Präventionsoffensive des BMG: Mentalitätswandel erwünscht


20.07.2026 - Das Bundesministerium für Gesundheit (BMG) hat am 16. Juli eine sogenannte Präventionsoffensive gestartet. Prävention und Gesundheitsförderung sollen zu einer tragenden Säule des Gesundheitssystems werden. Dafür will das BMG einen nachhaltigen Mentalitätswandel anstoßen.

Künftig müsse man noch besser darin werden, Krankheiten gar nicht erst entstehen zu lassen, sagte Gesundheitsministerin Nina Warken bei der Auftaktveranstaltung. "Mit der Präventionsoffensive setzen wir ein klares Signal: Prävention ist keine Nebensache, sondern eine zentrale Zukunftsaufgabe. Wir wollen Gesundheit stärker fördern, Krankheiten verhindern und Prävention stärker im Alltag der Menschen verankern. Das Gesundheitssystem kann hier besser werden, aber auch nicht alles leisten. Deshalb setze ich auf einen möglichst breiten Ansatz und werde dazu in den kommenden Monaten mit möglichst vielen Politikfeldern gemeinsame Handlungsfelder erörtern."

Die Präventionsoffensive soll an das bisherige Präventionsgesetz anknüpfen und es konsequent weiterentwickeln. Dabei wird Prävention als gesamtgesellschaftliche Aufgabe verstanden, folglich sollen Bund, Länder, Kommunen, Leistungserbringer sowie weiteren Akteuren aus dem Gesundheitswesen eng(er) zusammenarbeiten. "Ziel ist es, bestehende Maßnahmen besser miteinander zu verzahnen, Präventionsangebote weiterzuentwickeln und Gesundheitsförderung dauerhaft in den Lebenswelten der Menschen zu verankern", so das Bundesgesundheitsministerium.

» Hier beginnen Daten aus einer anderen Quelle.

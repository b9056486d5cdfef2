//! The main application logic, decoupled from the entry point.

use crate::{
    command::ShellCommandRunner,
    config::Config,
    core::CommandRunner,
    exporter::{Exporter, MetricsServer},
    extraction::{TrackedField, TRACKED_FIELDS},
    internal_metrics::InternalMetricsBuilder,
    registry::{MetricKind, MetricRegistry},
    sampler::Sampler,
    task_manager::TaskManager,
};
use anyhow::{Context, Result};
use std::{future::Future, io, net::SocketAddr, sync::Arc, time::Duration};
use tokio::net::TcpListener;
use tokio::sync::watch;
use tracing::{error, info, instrument};

/// A handle to the running application.
pub struct App {
    task_manager: TaskManager,
    metrics_addr: SocketAddr,
    registry: Arc<MetricRegistry>,
}

impl App {
    /// Creates a new `AppBuilder` to construct an `App`.
    pub fn builder(config: Config) -> AppBuilder {
        AppBuilder::new(config)
    }

    /// The address the metrics server is bound to.
    pub fn metrics_addr(&self) -> SocketAddr {
        self.metrics_addr
    }

    /// The registry shared by the sampler and the exporter.
    pub fn registry(&self) -> Arc<MetricRegistry> {
        self.registry.clone()
    }

    /// Waits for the shutdown signal and then gracefully shuts down all tasks.
    pub async fn run(self) -> Result<()> {
        let mut shutdown_rx = self.task_manager.get_shutdown_rx();
        // `wait_for` also returns when the signal was sent before we got here.
        let _ = shutdown_rx.wait_for(|stop| *stop).await;
        info!("Shutdown signal received. Waiting for tasks to complete...");

        self.task_manager.shutdown().await
    }
}

/// Sends the shutdown signal once `signal` resolves.
///
/// If the signal cannot be listened for, the app keeps running: the sender
/// is held forever, since dropping it would also stop every task.
pub async fn forward_shutdown_signal<F>(signal: F, shutdown_tx: watch::Sender<bool>)
where
    F: Future<Output = io::Result<()>>,
{
    if let Err(e) = signal.await {
        error!("Failed to listen for the shutdown signal: {}", e);
        std::future::pending::<()>().await;
    }
    info!("Shutdown signal received. Shutting down gracefully...");
    let _ = shutdown_tx.send(true);
}

/// Builder for the main application.
///
/// Separates constructing the components from running them, and lets tests
/// replace the parts that touch the outside world.
pub struct AppBuilder {
    config: Config,
    command_runner_override: Option<Arc<dyn CommandRunner>>,
    sampling_interval_override: Option<Duration>,
}

impl AppBuilder {
    pub fn new(config: Config) -> Self {
        Self {
            config,
            command_runner_override: None,
            sampling_interval_override: None,
        }
    }

    /// Replaces the shell command runner, for testing.
    pub fn command_runner_override(mut self, runner: Arc<dyn CommandRunner>) -> Self {
        self.command_runner_override = Some(runner);
        self
    }

    /// Replaces the fixed sampling interval, for testing.
    pub fn sampling_interval_override(mut self, interval: Duration) -> Self {
        self.sampling_interval_override = Some(interval);
        self
    }

    /// Builds the registry, binds the listener and spawns the sampler and the
    /// metrics server.
    #[instrument(skip_all)]
    pub async fn build(self, shutdown_rx: watch::Receiver<bool>) -> Result<App> {
        let config = self.config;
        config.validate().context("Invalid configuration")?;
        let task_manager = TaskManager::new(shutdown_rx);

        // =========================================================================
        // 1. Registry and extraction patterns
        // =========================================================================
        let fields = TrackedField::compile_all(&TRACKED_FIELDS)?;
        let mut registry = MetricRegistry::new();
        for field in &fields {
            registry.register(field.spec.metric, field.spec.help, MetricKind::Gauge)?;
        }
        let registry = Arc::new(registry);

        // =========================================================================
        // 2. Internal metrics
        // =========================================================================
        let field_names: Vec<&'static str> = fields.iter().map(|f| f.spec.field).collect();
        let (sampler_metrics, internal_handle) =
            InternalMetricsBuilder::new(config.internal_metrics.enabled)
                .build(&field_names)
                .context("Failed to build internal metrics recorder")?;

        // =========================================================================
        // 3. Metrics server
        // =========================================================================
        let bind_address = config.server.bind_address();
        let listener = TcpListener::bind(&bind_address)
            .await
            .with_context(|| format!("Failed to bind metrics server to {}", bind_address))?;
        let metrics_addr = listener.local_addr()?;
        let server = MetricsServer::new(
            listener,
            config.server.metrics_path.clone(),
            Exporter::new(registry.clone(), internal_handle),
            task_manager.get_shutdown_rx(),
        );
        task_manager.spawn("MetricsServer", server.run());

        // =========================================================================
        // 4. Sampler
        // =========================================================================
        let runner = match self.command_runner_override {
            Some(runner) => runner,
            None => Arc::new(
                ShellCommandRunner::new().with_timeout(config.sampler.command_timeout()),
            ) as Arc<dyn CommandRunner>,
        };
        let mut sampler = Sampler::new(runner, fields, registry.clone(), sampler_metrics);
        if let Some(interval) = self.sampling_interval_override {
            sampler = sampler.with_interval(interval);
        }
        task_manager.spawn("Sampler", sampler.run(task_manager.get_shutdown_rx()));

        info!("sensorwatch initialized, metrics available on {}", metrics_addr);

        Ok(App {
            task_manager,
            metrics_addr,
            registry,
        })
    }
}
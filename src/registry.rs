//! The in-memory gauge registry shared by the sampler and the exporter.
//!
//! Metrics are registered while the registry is still exclusively owned
//! (`register` takes `&mut self`). Once it is wrapped in an `Arc` the set of
//! metrics is frozen and only values change. Each value is an `AtomicU64`
//! holding the bits of an `f64`, so readers never observe a partial write.

use std::collections::HashMap;
use std::fmt;
use std::sync::atomic::{AtomicU64, Ordering};
use thiserror::Error;

/// The type of a registered metric.
#[derive(Debug, Clone, Copy, PartialEq, Eq)]
pub enum MetricKind {
    Gauge,
}

impl MetricKind {
    pub fn as_str(&self) -> &'static str {
        match self {
            MetricKind::Gauge => "gauge",
        }
    }
}

impl fmt::Display for MetricKind {
    fn fmt(&self, f: &mut fmt::Formatter<'_>) -> fmt::Result {
        f.write_str(self.as_str())
    }
}

#[derive(Error, Debug, Clone, PartialEq, Eq)]
pub enum RegistryError {
    #[error("metric `{0}` is already registered")]
    Duplicate(String),

    #[error("`{0}` is not a valid metric name")]
    InvalidName(String),

    #[error("metric `{0}` is not registered")]
    UnknownMetric(String),
}

/// A point-in-time copy of one metric.
#[derive(Debug, Clone, PartialEq)]
pub struct MetricSample {
    pub name: String,
    pub help: String,
    pub kind: MetricKind,
    pub value: f64,
}

#[derive(Debug)]
struct Entry {
    name: String,
    help: String,
    kind: MetricKind,
    bits: AtomicU64,
}

impl Entry {
    fn load(&self) -> f64 {
        f64::from_bits(self.bits.load(Ordering::Acquire))
    }
}

/// A fixed set of named gauges.
#[derive(Debug, Default)]
pub struct MetricRegistry {
    entries: Vec<Entry>,
    index: HashMap<String, usize>,
}

impl MetricRegistry {
    pub fn new() -> Self {
        Self::default()
    }

    /// Registers a metric with an initial value of 0.
    pub fn register(
        &mut self,
        name: &str,
        help: &str,
        kind: MetricKind,
    ) -> Result<(), RegistryError> {
        if !is_valid_metric_name(name) {
            return Err(RegistryError::InvalidName(name.to_string()));
        }
        if self.index.contains_key(name) {
            return Err(RegistryError::Duplicate(name.to_string()));
        }

        self.index.insert(name.to_string(), self.entries.len());
        self.entries.push(Entry {
            name: name.to_string(),
            help: help.to_string(),
            kind,
            bits: AtomicU64::new(0.0_f64.to_bits()),
        });
        Ok(())
    }

    /// Overwrites the current value of `name`.
    pub fn set(&self, name: &str, value: f64) -> Result<(), RegistryError> {
        let entry = self.entry(name)?;
        entry.bits.store(value.to_bits(), Ordering::Release);
        Ok(())
    }

    /// Returns the current value of `name`.
    pub fn get(&self, name: &str) -> Result<f64, RegistryError> {
        Ok(self.entry(name)?.load())
    }

    /// Copies every metric, in registration order.
    pub fn snapshot(&self) -> Vec<MetricSample> {
        self.entries
            .iter()
            .map(|entry| MetricSample {
                name: entry.name.clone(),
                help: entry.help.clone(),
                kind: entry.kind,
                value: entry.load(),
            })
            .collect()
    }

    pub fn len(&self) -> usize {
        self.entries.len()
    }

    pub fn is_empty(&self) -> bool {
        self.entries.is_empty()
    }

    fn entry(&self, name: &str) -> Result<&Entry, RegistryError> {
        self.index
            .get(name)
            .map(|&i| &self.entries[i])
            .ok_or_else(|| RegistryError::UnknownMetric(name.to_string()))
    }
}

/// Checks `name` against `[a-zA-Z_:][a-zA-Z0-9_:]*`.
fn is_valid_metric_name(name: &str) -> bool {
    let mut chars = name.chars();
    match chars.next() {
        Some(c) if c.is_ascii_alphabetic() || c == '_' || c == ':' => {}
        _ => return false,
    }
    chars.all(|c| c.is_ascii_alphanumeric() || c == '_' || c == ':')
}
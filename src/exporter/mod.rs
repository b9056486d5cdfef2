//! # Exporter
//!
//! Turns the registry into an HTTP response body.
//!
//! - **`Exporter`**: renders the registry snapshot, followed by the internal
//!   operational metrics when they are enabled. Nothing is cached: every call
//!   reads the registry as it is at that moment.
//! - **`MetricsServer`**: (Defined in `server.rs`) the `axum` server exposing
//!   the exporter on the configured path.

pub mod exposition;
pub mod server;

use crate::registry::MetricRegistry;
use metrics_exporter_prometheus::PrometheusHandle;
use std::sync::Arc;

pub use server::MetricsServer;

#[derive(Clone)]
pub struct Exporter {
    registry: Arc<MetricRegistry>,
    internal: Option<PrometheusHandle>,
}

impl Exporter {
    pub fn new(registry: Arc<MetricRegistry>, internal: Option<PrometheusHandle>) -> Self {
        Self { registry, internal }
    }

    /// Renders the current state of every metric.
    pub fn render(&self) -> String {
        let mut body = exposition::render(&self.registry.snapshot());
        if let Some(handle) = &self.internal {
            body.push_str(&handle.render());
        }
        body
    }
}
//! # Metrics Server
//!
//! This module defines the `MetricsServer`, which runs an `axum` web server
//! exposing the `Exporter` to a Prometheus scraper.
//!
//! The server provides a single endpoint (`/metrics` by default) which, when
//! scraped, returns the current state of all registered metrics in the
//! Prometheus exposition format. Every other path answers 404.
//!
//! The server listens to the shutdown signal from the main application, stops
//! accepting connections and lets in-flight requests complete.

use super::{exposition::CONTENT_TYPE, Exporter};
use axum::{extract::State, http::header, response::IntoResponse, routing::get, Router};
use std::future::Future;
use std::net::SocketAddr;
use std::sync::Arc;
use tokio::net::TcpListener;
use tokio::sync::watch;
use tracing::{error, info, trace};

/// A server that exposes metrics to a Prometheus scraper.
pub struct MetricsServer {
    listener: TcpListener,
    path: String,
    exporter: Arc<Exporter>,
    shutdown_rx: watch::Receiver<bool>,
}

impl MetricsServer {
    /// Creates a new `MetricsServer` but does not spawn it.
    ///
    /// # Arguments
    ///
    /// * `listener` - A `TcpListener` that has already been bound to an address.
    /// * `path` - The route serving the metrics, starting with `/`.
    /// * `exporter` - Renders the response body.
    /// * `shutdown_rx` - A watch channel receiver for graceful shutdown.
    pub fn new(
        listener: TcpListener,
        path: impl Into<String>,
        exporter: Exporter,
        shutdown_rx: watch::Receiver<bool>,
    ) -> Self {
        Self {
            listener,
            path: path.into(),
            exporter: Arc::new(exporter),
            shutdown_rx,
        }
    }

    /// The address the server is bound to.
    pub fn local_addr(&self) -> std::io::Result<SocketAddr> {
        self.listener.local_addr()
    }

    /// Builds the router serving the exporter.
    pub fn router(path: &str, exporter: Arc<Exporter>) -> Router {
        Router::new()
            .route(path, get(render_metrics))
            .with_state(exporter)
    }

    /// Returns a future that runs the server until a shutdown signal is received.
    pub fn run(self) -> impl Future<Output = ()> {
        let app = Self::router(&self.path, self.exporter);
        let mut shutdown_rx = self.shutdown_rx;
        let listener = self.listener;
        let path = self.path;

        async move {
            if let Ok(addr) = listener.local_addr() {
                info!("Serving metrics on http://{}{}", addr, path);
            }
            let shutdown = async move {
                // An error means the sender is gone, which is also a shutdown.
                let _ = shutdown_rx.changed().await;
                trace!("Metrics server received shutdown signal.");
            };
            if let Err(e) = axum::serve(listener, app)
                .with_graceful_shutdown(shutdown)
                .await
            {
                error!("Metrics server error: {}", e);
            }
            trace!("Metrics server task finished.");
        }
    }
}

async fn render_metrics(State(exporter): State<Arc<Exporter>>) -> impl IntoResponse {
    ([(header::CONTENT_TYPE, CONTENT_TYPE)], exporter.render())
}
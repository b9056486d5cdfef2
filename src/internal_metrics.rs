//! # Internal Metrics
//!
//! Operational metrics about the exporter itself: how many sampling cycles
//! ran, how often the diagnostics command failed, and which fields could not
//! be read.
//!
//! The Prometheus recorder is owned by the app instance and used through
//! `metrics::with_local_recorder`, so no global recorder is installed and
//! every app (including every test) gets independent counters.
//!
//! - **`SamplerMetrics`**: cloneable handles used by the sampler.
//! - **`InternalMetricsBuilder`**: builds the recorder and returns the handles
//!   together with the `PrometheusHandle` used by the exporter to render them.

use metrics::{Counter, Histogram, Unit};
use metrics_exporter_prometheus::{BuildError, Matcher, PrometheusBuilder, PrometheusHandle};
use std::collections::HashMap;
use std::sync::Arc;

const COMMAND_DURATION_BUCKETS: &[f64] = &[
    0.005, 0.01, 0.025, 0.05, 0.1, 0.25, 0.5, 1.0, 2.5, 5.0, 10.0,
];

/// Why a field could not be updated in a cycle.
#[derive(Debug, Clone, Copy, PartialEq, Eq, Hash)]
pub enum FailureReason {
    NotFound,
    Conversion,
    Store,
}

impl FailureReason {
    pub fn as_str(&self) -> &'static str {
        match self {
            FailureReason::NotFound => "not_found",
            FailureReason::Conversion => "conversion",
            FailureReason::Store => "store",
        }
    }
}

#[derive(Clone)]
struct FieldCounters {
    not_found: Counter,
    conversion: Counter,
    store: Counter,
}

impl FieldCounters {
    fn register(field: &'static str) -> Self {
        let counter = |reason: FailureReason| {
            metrics::counter!(
                "sensorwatch_field_failures_total",
                "field" => field,
                "reason" => reason.as_str()
            )
        };
        Self {
            not_found: counter(FailureReason::NotFound),
            conversion: counter(FailureReason::Conversion),
            store: counter(FailureReason::Store),
        }
    }
}

/// Handles to the sampler's operational metrics.
#[derive(Clone)]
pub struct SamplerMetrics {
    pub cycles_total: Counter,
    pub command_failures_total: Counter,
    pub command_duration_seconds: Histogram,
    fields: Arc<HashMap<&'static str, FieldCounters>>,
}

impl std::fmt::Debug for SamplerMetrics {
    fn fmt(&self, f: &mut std::fmt::Formatter<'_>) -> std::fmt::Result {
        f.debug_struct("SamplerMetrics").finish_non_exhaustive()
    }
}

impl SamplerMetrics {
    /// Describes and registers every sampler metric with the current recorder.
    ///
    /// Must run inside `metrics::with_local_recorder` to bind the handles to
    /// a specific recorder.
    fn register(fields: &[&'static str]) -> Self {
        metrics::describe_counter!(
            "sensorwatch_sampling_cycles_total",
            Unit::Count,
            "Total number of sampling cycles started."
        );
        metrics::describe_counter!(
            "sensorwatch_command_failures_total",
            Unit::Count,
            "Total number of cycles in which the diagnostics command failed."
        );
        metrics::describe_counter!(
            "sensorwatch_field_failures_total",
            Unit::Count,
            "Total number of field updates skipped, labeled by field and reason."
        );
        metrics::describe_histogram!(
            "sensorwatch_command_duration_seconds",
            Unit::Seconds,
            "Time taken by the diagnostics command."
        );

        let fields = fields
            .iter()
            .map(|&field| (field, FieldCounters::register(field)))
            .collect();

        Self {
            cycles_total: metrics::counter!("sensorwatch_sampling_cycles_total"),
            command_failures_total: metrics::counter!("sensorwatch_command_failures_total"),
            command_duration_seconds: metrics::histogram!("sensorwatch_command_duration_seconds"),
            fields: Arc::new(fields),
        }
    }

    /// Creates a `SamplerMetrics` instance that performs no operations.
    /// Used when internal metrics are disabled in the configuration.
    pub fn disabled() -> Self {
        Self {
            cycles_total: Counter::noop(),
            command_failures_total: Counter::noop(),
            command_duration_seconds: Histogram::noop(),
            fields: Arc::new(HashMap::new()),
        }
    }

    /// Increments the failure counter for `field`. Unknown fields are ignored.
    pub fn increment_field_failure(&self, field: &str, reason: FailureReason) {
        if let Some(counters) = self.fields.get(field) {
            match reason {
                FailureReason::NotFound => counters.not_found.increment(1),
                FailureReason::Conversion => counters.conversion.increment(1),
                FailureReason::Store => counters.store.increment(1),
            }
        }
    }
}

/// Builder for the instance-scoped Prometheus recorder.
pub struct InternalMetricsBuilder {
    enabled: bool,
}

impl InternalMetricsBuilder {
    pub fn new(enabled: bool) -> Self {
        Self { enabled }
    }

    /// Returns the sampler handles and, if enabled, the handle that renders
    /// them in the exposition format.
    pub fn build(
        self,
        fields: &[&'static str],
    ) -> Result<(SamplerMetrics, Option<PrometheusHandle>), BuildError> {
        if !self.enabled {
            return Ok((SamplerMetrics::disabled(), None));
        }

        let recorder = PrometheusBuilder::new()
            .set_buckets_for_metric(
                Matcher::Suffix("duration_seconds".to_string()),
                COMMAND_DURATION_BUCKETS,
            )?
            .build_recorder();
        let handle = recorder.handle();
        let metrics =
            metrics::with_local_recorder(&recorder, || SamplerMetrics::register(fields));

        Ok((metrics, Some(handle)))
    }
}
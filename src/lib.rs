/// sensorwatch - CPU temperature and power exporter
///
/// Periodically runs `sensors`, extracts the CPU temperature and package power
/// from its output, and exposes them as gauges on a Prometheus endpoint.
pub mod app;
pub mod cli;
pub mod command;
pub mod config;
pub mod core;
pub mod exporter;
pub mod extraction;
pub mod internal_metrics;
pub mod registry;
pub mod sampler;
pub mod task_manager;

// Re-export core types for convenience
pub use crate::core::*;
//! The sampling loop
//!
//! On every tick the sampler runs the diagnostics command once, extracts each
//! tracked field independently, converts it to `f64`, and writes it into the
//! registry. Every failure is local to the cycle (and, for extraction and
//! conversion, local to the field): it is logged and counted, the affected
//! metric keeps its last good value, and the next tick acts as the retry.

use crate::{
    command::ExecError,
    core::{CommandRunner, SensorReading},
    extraction::{NotFoundError, TrackedField},
    internal_metrics::{FailureReason, SamplerMetrics},
    registry::{MetricRegistry, RegistryError},
};
use std::num::ParseFloatError;
use std::sync::Arc;
use std::time::{Duration, Instant};
use thiserror::Error;
use tokio::sync::watch;
use tokio::time::MissedTickBehavior;
use tracing::{debug, error, info, warn};

/// The diagnostics command run on every cycle.
pub const DIAGNOSTICS_COMMAND: &str = "sensors";

/// Time between the start of two consecutive cycles.
pub const SAMPLING_INTERVAL: Duration = Duration::from_secs(10);

/// The extracted text is not a floating-point literal.
#[derive(Error, Debug, Clone, PartialEq, Eq)]
#[error("cannot convert `{raw}` to a number: {source}")]
pub struct ConversionError {
    pub raw: String,
    #[source]
    pub source: ParseFloatError,
}

/// Why a single field was not updated.
#[derive(Error, Debug, Clone, PartialEq, Eq)]
pub enum FieldError {
    #[error(transparent)]
    NotFound(#[from] NotFoundError),

    #[error(transparent)]
    Conversion(#[from] ConversionError),

    /// The reading could not be written to the registry.
    #[error(transparent)]
    Store(#[from] RegistryError),
}

impl FieldError {
    fn reason(&self) -> FailureReason {
        match self {
            FieldError::NotFound(_) => FailureReason::NotFound,
            FieldError::Conversion(_) => FailureReason::Conversion,
            FieldError::Store(_) => FailureReason::Store,
        }
    }
}

/// The result of one field within a cycle.
#[derive(Debug)]
pub struct FieldOutcome {
    pub field: &'static str,
    pub metric: &'static str,
    pub result: Result<SensorReading, FieldError>,
}

/// What happened during one sampling cycle.
#[derive(Debug)]
pub enum CycleReport {
    /// The command failed; no field was extracted or updated.
    CommandFailed(ExecError),
    /// The command succeeded; one outcome per tracked field, in order.
    Completed(Vec<FieldOutcome>),
}

impl CycleReport {
    /// The readings committed to the registry during this cycle.
    pub fn readings(&self) -> Vec<&SensorReading> {
        match self {
            CycleReport::CommandFailed(_) => Vec::new(),
            CycleReport::Completed(outcomes) => outcomes
                .iter()
                .filter_map(|outcome| outcome.result.as_ref().ok())
                .collect(),
        }
    }

    /// Number of fields that could not be updated.
    pub fn failed_fields(&self) -> usize {
        match self {
            CycleReport::CommandFailed(_) => 0,
            CycleReport::Completed(outcomes) => {
                outcomes.iter().filter(|outcome| outcome.result.is_err()).count()
            }
        }
    }
}

/// Converts an extracted value to `f64`.
pub fn convert(raw: &str) -> Result<f64, ConversionError> {
    raw.parse::<f64>().map_err(|source| ConversionError {
        raw: raw.to_string(),
        source,
    })
}

/// Periodically samples the diagnostics command into the registry.
pub struct Sampler {
    runner: Arc<dyn CommandRunner>,
    command: String,
    fields: Vec<TrackedField>,
    registry: Arc<MetricRegistry>,
    metrics: SamplerMetrics,
    interval: Duration,
}

impl Sampler {
    /// Creates a sampler running `sensors` every `SAMPLING_INTERVAL`.
    ///
    /// Every field's metric must already be registered in `registry`.
    pub fn new(
        runner: Arc<dyn CommandRunner>,
        fields: Vec<TrackedField>,
        registry: Arc<MetricRegistry>,
        metrics: SamplerMetrics,
    ) -> Self {
        Self {
            runner,
            command: DIAGNOSTICS_COMMAND.to_string(),
            fields,
            registry,
            metrics,
            interval: SAMPLING_INTERVAL,
        }
    }

    /// Overrides the interval between cycles.
    pub fn with_interval(mut self, interval: Duration) -> Self {
        self.interval = interval;
        self
    }

    pub fn interval(&self) -> Duration {
        self.interval
    }

    /// Runs a single sampling cycle.
    pub async fn run_cycle(&self) -> CycleReport {
        self.metrics.cycles_total.increment(1);

        let start = Instant::now();
        let result = self.runner.run(&self.command).await;
        self.metrics
            .command_duration_seconds
            .record(start.elapsed().as_secs_f64());

        let output = match result {
            Ok(output) => output,
            Err(e) => {
                self.metrics.command_failures_total.increment(1);
                warn!("Sampling skipped, diagnostics command failed: {}", e);
                return CycleReport::CommandFailed(e);
            }
        };

        let outcomes = self
            .fields
            .iter()
            .map(|field| {
                let result = self.sample_field(field, &output);
                if let Err(e) = &result {
                    self.metrics.increment_field_failure(field.spec.field, e.reason());
                    warn!(
                        field = field.spec.field,
                        metric = field.spec.metric,
                        "Field not updated this cycle: {}",
                        e
                    );
                }
                FieldOutcome {
                    field: field.spec.field,
                    metric: field.spec.metric,
                    result,
                }
            })
            .collect();

        CycleReport::Completed(outcomes)
    }

    fn sample_field(
        &self,
        field: &TrackedField,
        output: &str,
    ) -> Result<SensorReading, FieldError> {
        let raw = field.extractor.extract(output)?;
        let value = convert(raw)?;

        if let Err(e) = self.registry.set(field.spec.metric, value) {
            // Metrics are registered at startup, so this is a wiring bug.
            error!(field = field.spec.field, "Failed to store reading: {}", e);
            return Err(e.into());
        }
        debug!(field = field.spec.field, value, "Reading stored");

        Ok(SensorReading {
            field: field.spec.field,
            raw: raw.to_string(),
            value,
        })
    }

    /// Runs cycles until the shutdown signal is received.
    ///
    /// The first cycle starts immediately. A cycle in progress is abandoned
    /// on shutdown, which kills a still-running command.
    pub async fn run(self, mut shutdown_rx: watch::Receiver<bool>) {
        info!(
            command = %self.command,
            interval = ?self.interval,
            fields = self.fields.len(),
            "Sampler started."
        );
        let mut ticker = tokio::time::interval(self.interval);
        ticker.set_missed_tick_behavior(MissedTickBehavior::Delay);

        loop {
            tokio::select! {
                biased;
                _ = shutdown_rx.changed() => {
                    info!("Sampler received shutdown signal.");
                    break;
                }
                _ = ticker.tick() => {}
            }

            tokio::select! {
                biased;
                _ = shutdown_rx.changed() => {
                    info!("Sampler received shutdown signal during a cycle, aborting it.");
                    break;
                }
                report = self.run_cycle() => {
                    debug!(
                        stored = report.readings().len(),
                        failed = report.failed_fields(),
                        "Sampling cycle finished."
                    );
                }
            }
        }
        info!("Sampler finished.");
    }
}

Die Präventionsinitiative orientiert sich an fünf übergeordneten Zielen:

▶︎ Gesundes Aufwachsen von Kindern – in Lebenswelten, die gezielt fördern
▶︎ Gesundes und produktives Arbeiten – mit einem besseren Zusammenwirken von betrieblicher Gesundheitsförderung und Arbeitsschutz
▶︎ Gesund leben und älter werden – mehr gesunde Lebensjahre und Vermeidung von Pflegebedürftigkeit
▶︎ Höhere Gesundheitskompetenz – durch zugängliche und zielgerichtete Informationen
▶︎ Rahmenbedingungen, die einen gesunden Lebensstil ermöglichen und fördern – entschieden gegen vermeidbare Volkskrankheiten

Zur Vermeidung von Pflegebedürftigkeit verweist das BMG vor allem auf das geplante Pflegeneuordnungsgesetz (PNOG) und den dort skizzierten Übergang von einer kurativ- zu einer präventions- und rehabilitationsorientierten pflegerischen Versorgung. Unter anderem dazu hat der DVLAB ausführlich Stellung genommen.